Armor has also not been treated here and will be addressed in its own section.
Overall, Alexander’s force had men serving from every rural trade, able to build, hunt, harvest raw grain and also herd the many animals necessary to carry supplies and meat on the hoof for the army. This mixed force was ideal for colonization and city building, and, as such, like the later Roman armies which engineered roads and cities, a terror to defend fortified positions against.

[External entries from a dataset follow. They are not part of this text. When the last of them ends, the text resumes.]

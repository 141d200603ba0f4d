use std::fs;
use std::io;
use std::path::{Path, PathBuf};

use anyhow::{bail, Context};
use clap::{Args, Parser, Subcommand, ValueEnum};
use log::{info, LevelFilter};

use osapeaks::curve_fit::{fit_in_window, fit_with, FitConfig, PeakModel};
use osapeaks::{
    AnalysisConfig, Analyzer, ClusteringStrategy, SelectionPolicy, WavelengthUnit,
};

#[derive(Parser, Debug)]
#[command(author, version, about, long_about = None)]
struct Cli {
    #[command(subcommand)]
    command: Commands,
}

#[derive(Subcommand, Debug)]
enum Commands {
    /// Cluster the peaks of a batch of spectra and report per-line statistics.
    Analyze(AnalyzeArgs),
    /// List the peaks of a single spectrum with their prominences.
    Inspect(InspectArgs),
    /// Fit a peak shape to a spectrum or a window of one.
    Fit(FitArgs),
}

#[derive(Debug, Default, Clone, Copy, PartialEq, Eq, ValueEnum)]
enum Preset {
    #[default]
    VisibleOsa,
    Thorlabs,
}

#[derive(Debug, Clone, Copy, PartialEq, Eq, ValueEnum)]
enum Unit {
    M,
    Nm,
}

impl From<Unit> for WavelengthUnit {
    fn from(value: Unit) -> Self {
        match value {
            Unit::M => WavelengthUnit::Meters,
            Unit::Nm => WavelengthUnit::Nanometers,
        }
    }
}

#[derive(Debug, Clone, Copy, PartialEq, Eq, ValueEnum)]
enum Policy {
    OnePerBand,
    TopThree,
}

impl From<Policy> for SelectionPolicy {
    fn from(value: Policy) -> Self {
        match value {
            Policy::OnePerBand => SelectionPolicy::OnePerBand,
            Policy::TopThree => SelectionPolicy::TopThree,
        }
    }
}

#[derive(Debug, Clone, Copy, PartialEq, Eq, ValueEnum)]
enum Strategy {
    Auto,
    Hierarchical,
    Binned,
}

#[derive(Args, Debug, Clone)]
struct DetectionArgs {
    /// Start from an instrument preset.
    #[arg(long, value_enum)]
    preset: Option<Preset>,

    /// Read the analysis configuration from a JSON file, flags take precedence.
    #[arg(short, long)]
    config: Option<PathBuf>,

    /// The unit the wavelength column is written in.
    #[arg(short, long, value_enum)]
    unit: Option<Unit>,

    /// The minimum peak prominence.
    #[arg(short, long)]
    prominence: Option<f64>,

    /// The minimum index separation between peaks.
    #[arg(short, long)]
    distance: Option<usize>,

    /// An absolute intensity floor for peaks.
    #[arg(long)]
    height: Option<f64>,

    /// Ignore everything up to the line containing this marker, e.g. `[Data]`.
    #[arg(long)]
    section_marker: Option<String>,

    /// Reject a file on its first malformed line.
    #[arg(long)]
    strict: bool,
}

impl DetectionArgs {
    fn config(&self) -> anyhow::Result<AnalysisConfig> {
        let mut config = match (&self.config, self.preset) {
            (Some(path), _) => {
                let file = fs::File::open(path)
                    .with_context(|| format!("Failed to open config {}", path.display()))?;
                AnalysisConfig::from_json(io::BufReader::new(file))
                    .with_context(|| format!("Failed to parse config {}", path.display()))?
            }
            (None, Some(Preset::Thorlabs)) => AnalysisConfig::thorlabs(),
            (None, _) => AnalysisConfig::visible_osa(),
        };
        if let Some(unit) = self.unit {
            config = config.unit(unit.into());
        }
        if let Some(prominence) = self.prominence {
            config = config.prominence(prominence);
        }
        if self.distance.is_some() {
            config = config.distance(self.distance);
        }
        if self.height.is_some() {
            config = config.height(self.height);
        }
        if self.section_marker.is_some() {
            config = config.section_marker(self.section_marker.clone());
        }
        if self.strict {
            config = config.strict(true);
        }
        Ok(config)
    }
}

#[derive(Args, Debug)]
struct AnalyzeArgs {
    /// Spectrum files, or directories whose `.txt` and `.csv` files are read in name order.
    #[arg(required = true)]
    inputs: Vec<PathBuf>,

    #[command(flatten)]
    detection: DetectionArgs,

    /// The clustering tolerance in nanometers.
    #[arg(short, long)]
    tolerance: Option<f64>,

    /// How the principal lines are chosen.
    #[arg(long, value_enum)]
    policy: Option<Policy>,

    /// The clustering strategy.
    #[arg(long, value_enum)]
    strategy: Option<Strategy>,

    /// The peak count at which the automatic strategy switches to binning.
    #[arg(long, default_value_t = osapeaks::clustering::DEFAULT_HIERARCHICAL_LIMIT)]
    auto_threshold: usize,

    /// Write the statistics table as CSV.
    #[arg(long)]
    csv: Option<PathBuf>,

    /// Write the full report as JSON.
    #[arg(long)]
    json: Option<PathBuf>,
}

#[derive(Args, Debug)]
struct InspectArgs {
    input: PathBuf,

    #[command(flatten)]
    detection: DetectionArgs,
}

#[derive(Args, Debug)]
struct FitArgs {
    input: PathBuf,

    #[command(flatten)]
    detection: DetectionArgs,

    /// The peak shape to fit.
    #[arg(short, long, default_value_t = PeakModel::Gaussian)]
    model: PeakModel,

    /// Restrict the fit to wavelengths between LO and HI nanometers.
    #[arg(short, long, num_args = 2, value_names = ["LO", "HI"])]
    window: Option<Vec<f64>>,

    /// The minimum number of distinct points to fit.
    #[arg(long, default_value_t = osapeaks::curve_fit::MIN_FIT_POINTS)]
    min_points: usize,

    /// The maximum number of fitting iterations.
    #[arg(long, default_value_t = 500)]
    max_iter: usize,
}

fn expand_inputs(inputs: &[PathBuf]) -> anyhow::Result<Vec<PathBuf>> {
    let mut paths = Vec::new();
    for input in inputs {
        if input.is_dir() {
            let mut entries: Vec<PathBuf> = fs::read_dir(input)
                .with_context(|| format!("Failed to list {}", input.display()))?
                .filter_map(|entry| entry.ok().map(|e| e.path()))
                .filter(|path| {
                    path.is_file()
                        && matches!(
                            path.extension().and_then(|e| e.to_str()),
                            Some("txt") | Some("csv")
                        )
                })
                .collect();
            entries.sort();
            paths.extend(entries);
        } else {
            paths.push(input.clone());
        }
    }
    if paths.is_empty() {
        bail!("No spectrum files were found");
    }
    Ok(paths)
}

fn main_analyze(args: AnalyzeArgs) -> anyhow::Result<()> {
    let mut config = args.detection.config()?;
    if let Some(tolerance) = args.tolerance {
        config = config.tolerance_nm(tolerance);
    }
    if let Some(policy) = args.policy {
        config = config.selection(policy.into());
    }
    if let Some(strategy) = args.strategy {
        config = config.clustering(match strategy {
            Strategy::Auto => ClusteringStrategy::Auto {
                threshold: args.auto_threshold,
            },
            Strategy::Hierarchical => ClusteringStrategy::Hierarchical,
            Strategy::Binned => ClusteringStrategy::Binned,
        });
    }

    let paths = expand_inputs(&args.inputs)?;
    info!("Analyzing {} files", paths.len());
    let report = Analyzer::new(config).analyze_files(&paths)?;

    for failure in report.summary.failures.iter() {
        println!("{}: {}", failure.source_id, failure.reason);
    }
    println!("{}", report.summary);
    println!("{} groups", report.groups.len());
    println!("{}", report.console_summary());

    if let Some(path) = args.csv.as_deref() {
        let file = fs::File::create(path)
            .with_context(|| format!("Failed to create {}", path.display()))?;
        report.statistics.write_csv(io::BufWriter::new(file))?;
        info!("Statistics written to {}", path.display());
    }
    if let Some(path) = args.json.as_deref() {
        let file = fs::File::create(path)
            .with_context(|| format!("Failed to create {}", path.display()))?;
        report.write_json(io::BufWriter::new(file))?;
        info!("Report written to {}", path.display());
    }
    Ok(())
}

fn load(path: &Path, config: &AnalysisConfig) -> anyhow::Result<osapeaks::Spectrum> {
    let report = config
        .reader()
        .read_file(path)
        .with_context(|| format!("Failed to read {}", path.display()))?;
    if report.skipped_count() > 0 {
        info!("Skipped {} malformed records", report.skipped_count());
    }
    Ok(report.spectrum)
}

fn main_inspect(args: InspectArgs) -> anyhow::Result<()> {
    let config = args.detection.config()?;
    let spectrum = load(&args.input, &config)?;
    let peaks = Analyzer::new(config).inspect(&spectrum);
    println!("index\twavelength_nm\tintensity\tprominence\tband");
    for peak in peaks.iter() {
        println!(
            "{}\t{:.4}\t{:.4}\t{:.4}\t{}",
            peak.index, peak.wavelength_nm, peak.intensity, peak.prominence, peak.color_band
        );
    }
    println!("{} peaks", peaks.len());
    Ok(())
}

fn main_fit(args: FitArgs) -> anyhow::Result<()> {
    let config = args.detection.config()?;
    let spectrum = load(&args.input, &config)?;
    let fit_config = FitConfig::default()
        .min_points(args.min_points)
        .max_iter(args.max_iter);
    let result = match args.window.as_deref() {
        Some([lo, hi]) => fit_in_window(
            spectrum.wavelength_nm(),
            spectrum.intensity(),
            (*lo, *hi),
            args.model,
            fit_config,
        )?,
        Some(_) => bail!("A window needs exactly two bounds"),
        None => fit_with(
            spectrum.wavelength_nm(),
            spectrum.intensity(),
            args.model,
            fit_config,
        )?,
    };
    println!("{result}");
    Ok(())
}

fn main() -> anyhow::Result<()> {
    pretty_env_logger::formatted_builder()
        .filter_level(LevelFilter::Info)
        .parse_env("RUST_LOG")
        .init();
    let cli = Cli::parse();
    match cli.command {
        Commands::Analyze(args) => main_analyze(args),
        Commands::Inspect(args) => main_inspect(args),
        Commands::Fit(args) => main_fit(args),
    }
}
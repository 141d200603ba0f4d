//! `osapeaks` turns a batch of optical spectrum analyzer readings into
//! per-line wavelength statistics with expanded uncertainties.
//!
//! Each sample's spectrum is loaded from `wavelength;intensity` records
//! ([`text`]), its peaks are picked by prominence with [`PeakPicker`], the
//! peaks of all samples are grouped into spectral lines ([`clustering`]), the
//! three dominant lines are selected as the red, green and blue principal lines
//! ([`selection`]) and every group is summarized ([`statistics`]). The
//! [`Analyzer`] runs the whole sequence. [`curve_fit`] independently fits
//! Gaussian or Lorentzian shapes to a spectrum or a window of one.
//!
//! # Usage
//! ```
//! use osapeaks::{AnalysisConfig, Analyzer};
//!
//! let paths: Vec<_> = (1..=10)
//!     .map(|i| format!("test/data/visible/spectrum{i:03}.txt"))
//!     .collect();
//! let analyzer = Analyzer::new(AnalysisConfig::visible_osa());
//! let report = analyzer.analyze_files(&paths).unwrap();
//! assert_eq!(report.principal.len(), 3);
//! for row in report.statistics.principal() {
//!     let (mean, u) = (row.wl_mean_nm, row.wl_expanded_uncertainty_nm);
//!     println!("{}: {:.3} ± {:.3} nm", row.label, mean, u);
//! }
//! ```
pub mod clustering;
pub mod curve_fit;
pub mod peak;
pub mod peak_picker;
pub mod pipeline;
pub mod selection;
pub mod spectrum;
pub mod statistics;
pub mod text;

pub use crate::clustering::{
    cluster_peaks, ClusteringError, ClusteringStrategy, GroupId, PeakGroup, PeakGroups,
};
pub use crate::curve_fit::{fit, fit_in_window, FitFailure, FitResult, PeakModel};
pub use crate::peak::{ColorBand, PeakRecord};
pub use crate::peak_picker::{pick_peaks, PeakPicker, PeakPickerError};
pub use crate::pipeline::{AnalysisConfig, AnalysisError, AnalysisReport, Analyzer, Sample};
pub use crate::selection::{select_principal, SelectionPolicy};
pub use crate::spectrum::{Spectrum, WavelengthUnit};
pub use crate::statistics::{aggregate, GroupStatistics, StatisticsTable};
pub use crate::text::{SpectrumError, SpectrumReader};
mod gaussian;
mod lorentzian;

pub use gaussian::GaussianPeakShape;
pub use lorentzian::LorentzianPeakShape;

This brings us to weapons, used from the earliest campaigns of Alexander, that seem not to have been organized in named units, though seem to fall under the direct management of Alexander in association with the archers: artillery. These engines were carried, probably by mule or other equine. The Romans seemed to have used asses for this. It seems that these crews were protected by the archers who they worked in unison with in the field and at sieges. Like the later Mongols, it is likely that these crews were a mixture of professional soldiers of fortune, actual scientists of war, being paid to run crews of slaves, perhaps their own trained, private bondsmen and/or youth apprentices, and also captured siege engineers spared to serve their conqueror.
Notes
-1. A free man owns no property. A freedman was a slave and has earned a place among the ranks of landless men, one debt from slavery, eager for loot, slaves and glory.